30 de setembro de 2010

Parcial ou imparcial? Folha nega perseguir Lula e diz que sempre foi crítica




A Folha de São Paulo negou que seja parcial no tratamento dado ao presidente Luiz Inácio Lula da Silva e alegou que também fez cobertura crítica nas gestões dos ex-presidentes José Sarney, Fernando Collor, Itamar Franco e Fernando Henrique Cardoso.

A matéria publicada na edição desta terça-feira (28/9) foi feita em resposta às críticas de Lula, que na última semana acusou a imprensa de ter partido e candidato, e disse que a cobertura da mídia beirava o “ódio” a seu governo.

Para validar seu argumento, a Folha listou ocasiões em que ex-presidentes reclamaram do tratamento dado pelo jornal a seus governos. O veículo cito o caso em que FHC reclamou da cobertura da Folha.

"Acho que nenhum presidente, talvez só Getúlio, foi alvo de tanta agressividade de certos setores da mídia como eu. Não esqueça que a Folha fez uma edição de várias páginas com argumentos para o impeachment, por causa do episódio da escuta telefônica. Não esqueça que durante três anos uma infâmia, o dossiê Caribe, circulou como se fosse uma possibilidade", disse FHC na época.

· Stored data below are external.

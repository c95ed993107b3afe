//! Cross-section shapes for truss members.
//!
//! Members carry axial load only, so a section contributes its area to the
//! stiffness and mass and its smallest principal second moment of area to the
//! Euler buckling check. All dimensions are in metres; section properties come
//! from [`StructuralShape`] and only the dimension checks live here.

use serde::{Deserialize, Serialize};
use structural_shapes::StructuralShape;
use uom::si::{f64::Length, length::meter};

use crate::errors::SectionError;

/// Cross-sectional shape of a member.
#[derive(Clone, Copy, Debug, PartialEq, Serialize, Deserialize)]
#[serde(tag = "shape", rename_all = "snake_case")]
pub enum CrossSection {
    /// Hollow circular tube.
    Pipe {
        /// Outer radius.
        outer_radius: f64,
        /// Wall thickness.
        thickness: f64,
    },
    /// Solid round bar.
    Bar {
        /// Radius.
        radius: f64,
    },
    /// Solid square bar.
    Square {
        /// Side length.
        width: f64,
    },
    /// Solid rectangular bar.
    Rectangle {
        /// Width.
        width: f64,
        /// Height.
        height: f64,
    },
    /// Hollow rectangular tube.
    Box {
        /// Outer width.
        width: f64,
        /// Outer height.
        height: f64,
        /// Wall thickness.
        thickness: f64,
    },
    /// Doubly symmetric I-shape.
    IBeam {
        /// Flange width.
        width: f64,
        /// Overall depth.
        height: f64,
        /// Web thickness.
        web_thickness: f64,
        /// Flange thickness.
        flange_thickness: f64,
    },
}

impl Default for CrossSection {
    fn default() -> Self {
        CrossSection::Pipe {
            outer_radius: 0.02,
            thickness: 0.002,
        }
    }
}

impl CrossSection {
    /// Geometric shape used for section properties, centred on the member axis.
    ///
    /// # Examples
    /// ```
    /// use trussform::{CrossSection, StructuralShape};
    ///
    /// let shape = CrossSection::Bar { radius: 0.01 }.shape();
    /// assert!(matches!(shape, StructuralShape::Rod { .. }));
    /// ```
    #[must_use]
    pub fn shape(&self) -> StructuralShape {
        let centroid = (metres(0.0), metres(0.0));
        match *self {
            CrossSection::Pipe {
                outer_radius,
                thickness,
            } => StructuralShape::Pipe {
                outer_radius: metres(outer_radius),
                thickness: metres(thickness),
                center_of_gravity: centroid,
            },
            CrossSection::Bar { radius } => StructuralShape::Rod {
                radius: metres(radius),
                center_of_gravity: centroid,
            },
            CrossSection::Square { width } => StructuralShape::Rectangle {
                width: metres(width),
                height: metres(width),
                center_of_gravity: centroid,
            },
            CrossSection::Rectangle { width, height } => StructuralShape::Rectangle {
                width: metres(width),
                height: metres(height),
                center_of_gravity: centroid,
            },
            CrossSection::Box {
                width,
                height,
                thickness,
            } => StructuralShape::BoxBeam {
                width: metres(width),
                height: metres(height),
                thickness: metres(thickness),
                center_of_gravity: centroid,
            },
            CrossSection::IBeam {
                width,
                height,
                web_thickness,
                flange_thickness,
            } => StructuralShape::IBeam {
                width: metres(width),
                height: metres(height),
                web_thickness: metres(web_thickness),
                flange_thickness: metres(flange_thickness),
                center_of_gravity: centroid,
            },
        }
    }

    /// Cross-sectional area in m².
    ///
    /// # Examples
    /// ```
    /// use trussform::CrossSection;
    ///
    /// let plate = CrossSection::Rectangle { width: 0.1, height: 0.02 };
    /// assert!((plate.area() - 0.002).abs() < 1.0e-12);
    /// ```
    #[must_use]
    pub fn area(&self) -> f64 {
        self.shape().area().value
    }

    /// Smallest principal second moment of area in m⁴.
    #[must_use]
    pub fn second_moment_of_area(&self) -> f64 {
        let shape = self.shape();
        shape.moi_x().value.min(shape.moi_y().value)
    }

    /// Check that every dimension is positive and walls fit inside the outline.
    ///
    /// # Errors
    ///
    /// Returns a [`SectionError`] describing the first offending dimension.
    pub fn validate(&self) -> Result<(), SectionError> {
        match *self {
            CrossSection::Pipe {
                outer_radius,
                thickness,
            } => {
                positive("outer_radius", outer_radius)?;
                positive("thickness", thickness)?;
                fits("thickness", thickness, outer_radius)
            }
            CrossSection::Bar { radius } => positive("radius", radius),
            CrossSection::Square { width } => positive("width", width),
            CrossSection::Rectangle { width, height } => {
                positive("width", width)?;
                positive("height", height)
            }
            CrossSection::Box {
                width,
                height,
                thickness,
            } => {
                positive("width", width)?;
                positive("height", height)?;
                positive("thickness", thickness)?;
                fits("thickness", thickness, width.min(height) / 2.0)
            }
            CrossSection::IBeam {
                width,
                height,
                web_thickness,
                flange_thickness,
            } => {
                positive("width", width)?;
                positive("height", height)?;
                positive("web_thickness", web_thickness)?;
                positive("flange_thickness", flange_thickness)?;
                fits("web_thickness", web_thickness, width)?;
                fits("flange_thickness", flange_thickness, height / 2.0)
            }
        }
    }
}

/// Length in metres.
fn metres(value: f64) -> Length {
    Length::new::<meter>(value)
}

/// Reject zero, negative and non-finite dimensions.
fn positive(dimension: &'static str, value: f64) -> Result<(), SectionError> {
    if value > 0.0 && value.is_finite() {
        Ok(())
    } else {
        Err(SectionError::NonPositiveDimension { dimension, value })
    }
}

/// Reject walls that exceed the space available for them.
fn fits(dimension: &'static str, value: f64, limit: f64) -> Result<(), SectionError> {
    if value <= limit {
        Ok(())
    } else {
        Err(SectionError::WallTooThick { dimension, value })
    }
}
// SPDX-License-Identifier: MIT

//! Persistence contract for flow execution records

use async_trait::async_trait;
use serde::{Deserialize, Serialize};

use super::types::{FlowState, FlowStatus};
use crate::error::StoreError;

/// Default number of records returned by `list`
pub const DEFAULT_LIST_LIMIT: usize = 10;

/// Filter and paging for `FlowStateStore::list`
#[derive(Debug, Clone, Default, PartialEq, Serialize, Deserialize)]
#[serde(rename_all = "camelCase")]
pub struct FlowStateQuery {
    /// Maximum number of records; defaults to [`DEFAULT_LIST_LIMIT`]
    pub limit: Option<usize>,
    /// Only records in this status
    pub status: Option<FlowStatus>,
    /// Only records of this flow definition
    pub name: Option<String>,
}

impl FlowStateQuery {
    pub fn with_limit(limit: usize) -> Self {
        Self {
            limit: Some(limit),
            ..Self::default()
        }
    }

    pub fn status(mut self, status: FlowStatus) -> Self {
        self.status = Some(status);
        self
    }

    pub fn name(mut self, name: impl Into<String>) -> Self {
        self.name = Some(name.into());
        self
    }

    pub fn effective_limit(&self) -> usize {
        self.limit.unwrap_or(DEFAULT_LIST_LIMIT)
    }

    /// Whether `state` passes the query's filters
    pub fn matches(&self, state: &FlowState) -> bool {
        self.status.map_or(true, |s| state.status == s)
            && self.name.as_deref().map_or(true, |n| state.name == n)
    }
}

/// Durable key-value store for flow state, keyed by flow instance id.
///
/// Every operation is atomic per key: a reader never observes a partially
/// written record.
#[async_trait]
pub trait FlowStateStore: Send + Sync {
    /// Most recently saved record for `id`; `Ok(None)` when none exists
    async fn load(&self, id: &str) -> Result<Option<FlowState>, StoreError>;

    /// Replace the record for `id` with `state`
    async fn save(&self, id: &str, state: &FlowState) -> Result<(), StoreError>;

    /// Records matching `query`, most recently saved first
    async fn list(&self, query: &FlowStateQuery) -> Result<Vec<FlowState>, StoreError>;
}

/// Parse and validate a stored payload
pub(crate) fn decode_state(id: &str, data: &str) -> Result<FlowState, StoreError> {
    let state: FlowState = serde_json::from_str(data)
        .map_err(|e| StoreError::corruption(id, e.to_string()))?;
    if state.id != id {
        return Err(StoreError::corruption(
            id,
            format!("record carries id '{}'", state.id),
        ));
    }
    state
        .validate()
        .map_err(|reason| StoreError::corruption(id, reason))?;
    Ok(state)
}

O ex-presidente se referia ao episódio do grampo do BNDES e da suposta conta bancária de FHC no Caribe, o chamado dossiê Caribe, ambos casos em 1998.

“Se hoje o PT enxerga nos jornais de grande circulação uma atitude pró-oposição, há uma década era na Folha que petistas como Genro encontravam espaço para vocalizar seus pontos de vista. Em janeiro e março de 1999, ele publicou na seção "Tendências/Debates" dois artigos em que recomendava a FHC "propor uma emenda convocando eleições presidenciais para outubro". Ou seja, queria a deposição do então ocupante do Planalto”, finaliza a matéria.